» **What to work on**: Search the records for "PoseEditCommand" and copy each line that holds it.

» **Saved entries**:
------------------------------
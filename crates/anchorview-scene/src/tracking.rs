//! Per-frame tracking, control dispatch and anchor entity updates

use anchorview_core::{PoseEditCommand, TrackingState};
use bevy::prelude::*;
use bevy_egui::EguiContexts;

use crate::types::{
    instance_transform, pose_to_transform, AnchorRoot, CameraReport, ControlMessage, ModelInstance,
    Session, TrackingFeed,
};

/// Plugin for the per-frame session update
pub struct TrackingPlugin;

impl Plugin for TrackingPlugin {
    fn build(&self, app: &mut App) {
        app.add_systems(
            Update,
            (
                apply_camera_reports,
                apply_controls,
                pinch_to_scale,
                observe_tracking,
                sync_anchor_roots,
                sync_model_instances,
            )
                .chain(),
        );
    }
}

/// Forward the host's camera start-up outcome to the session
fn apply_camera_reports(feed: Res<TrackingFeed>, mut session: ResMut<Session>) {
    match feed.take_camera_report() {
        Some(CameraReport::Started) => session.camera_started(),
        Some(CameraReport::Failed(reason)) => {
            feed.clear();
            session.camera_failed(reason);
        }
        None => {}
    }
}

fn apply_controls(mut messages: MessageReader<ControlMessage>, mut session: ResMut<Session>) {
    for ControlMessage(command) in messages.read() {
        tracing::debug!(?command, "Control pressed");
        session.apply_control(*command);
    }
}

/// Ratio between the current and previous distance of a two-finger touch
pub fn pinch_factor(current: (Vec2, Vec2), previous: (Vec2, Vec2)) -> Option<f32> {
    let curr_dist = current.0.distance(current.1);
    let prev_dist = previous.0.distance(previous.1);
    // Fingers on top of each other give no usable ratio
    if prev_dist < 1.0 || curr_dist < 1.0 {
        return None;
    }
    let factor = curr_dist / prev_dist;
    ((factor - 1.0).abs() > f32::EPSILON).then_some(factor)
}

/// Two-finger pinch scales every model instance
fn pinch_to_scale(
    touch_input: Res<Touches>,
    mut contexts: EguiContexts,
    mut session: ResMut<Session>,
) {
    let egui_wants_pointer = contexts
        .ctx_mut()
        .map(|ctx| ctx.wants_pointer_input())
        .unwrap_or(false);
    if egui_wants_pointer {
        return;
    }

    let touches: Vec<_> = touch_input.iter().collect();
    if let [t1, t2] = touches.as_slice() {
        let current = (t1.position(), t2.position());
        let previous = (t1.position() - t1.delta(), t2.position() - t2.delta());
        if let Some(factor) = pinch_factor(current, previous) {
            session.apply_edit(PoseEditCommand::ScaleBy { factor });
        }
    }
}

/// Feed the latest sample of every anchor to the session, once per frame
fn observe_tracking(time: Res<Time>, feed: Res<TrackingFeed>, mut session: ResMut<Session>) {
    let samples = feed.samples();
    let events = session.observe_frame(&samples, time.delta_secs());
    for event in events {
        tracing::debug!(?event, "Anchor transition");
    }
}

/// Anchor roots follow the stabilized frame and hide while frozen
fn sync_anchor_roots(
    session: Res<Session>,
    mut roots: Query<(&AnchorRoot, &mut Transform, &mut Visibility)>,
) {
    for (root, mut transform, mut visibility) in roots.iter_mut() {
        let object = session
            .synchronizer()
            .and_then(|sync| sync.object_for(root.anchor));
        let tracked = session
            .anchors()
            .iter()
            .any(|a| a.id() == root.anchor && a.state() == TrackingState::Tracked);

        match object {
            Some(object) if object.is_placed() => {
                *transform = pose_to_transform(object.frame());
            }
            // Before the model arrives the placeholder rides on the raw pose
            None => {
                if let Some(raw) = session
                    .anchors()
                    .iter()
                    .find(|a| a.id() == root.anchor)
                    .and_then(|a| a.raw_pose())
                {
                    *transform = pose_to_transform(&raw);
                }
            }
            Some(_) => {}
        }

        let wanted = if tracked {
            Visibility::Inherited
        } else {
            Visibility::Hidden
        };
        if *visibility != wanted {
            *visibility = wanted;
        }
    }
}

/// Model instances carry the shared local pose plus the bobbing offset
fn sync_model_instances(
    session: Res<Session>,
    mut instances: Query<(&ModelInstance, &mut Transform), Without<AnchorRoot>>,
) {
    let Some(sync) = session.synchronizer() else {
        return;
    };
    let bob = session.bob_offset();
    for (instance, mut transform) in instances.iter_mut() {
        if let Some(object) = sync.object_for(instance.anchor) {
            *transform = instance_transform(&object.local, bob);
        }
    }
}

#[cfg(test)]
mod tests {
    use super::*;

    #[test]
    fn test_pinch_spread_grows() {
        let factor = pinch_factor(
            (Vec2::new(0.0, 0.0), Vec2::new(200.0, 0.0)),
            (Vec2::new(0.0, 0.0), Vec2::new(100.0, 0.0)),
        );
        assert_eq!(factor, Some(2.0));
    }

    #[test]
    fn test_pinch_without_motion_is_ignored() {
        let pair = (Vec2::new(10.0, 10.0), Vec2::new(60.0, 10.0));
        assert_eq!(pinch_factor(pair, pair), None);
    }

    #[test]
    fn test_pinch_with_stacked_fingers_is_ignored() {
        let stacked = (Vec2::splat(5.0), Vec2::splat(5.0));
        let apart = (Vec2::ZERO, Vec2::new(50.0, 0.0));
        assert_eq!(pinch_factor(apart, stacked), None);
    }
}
------------------------------
» **Exercise output**:
use anchorview_core::{PoseEditCommand, TrackingState};
            session.apply_edit(PoseEditCommand::ScaleBy { factor });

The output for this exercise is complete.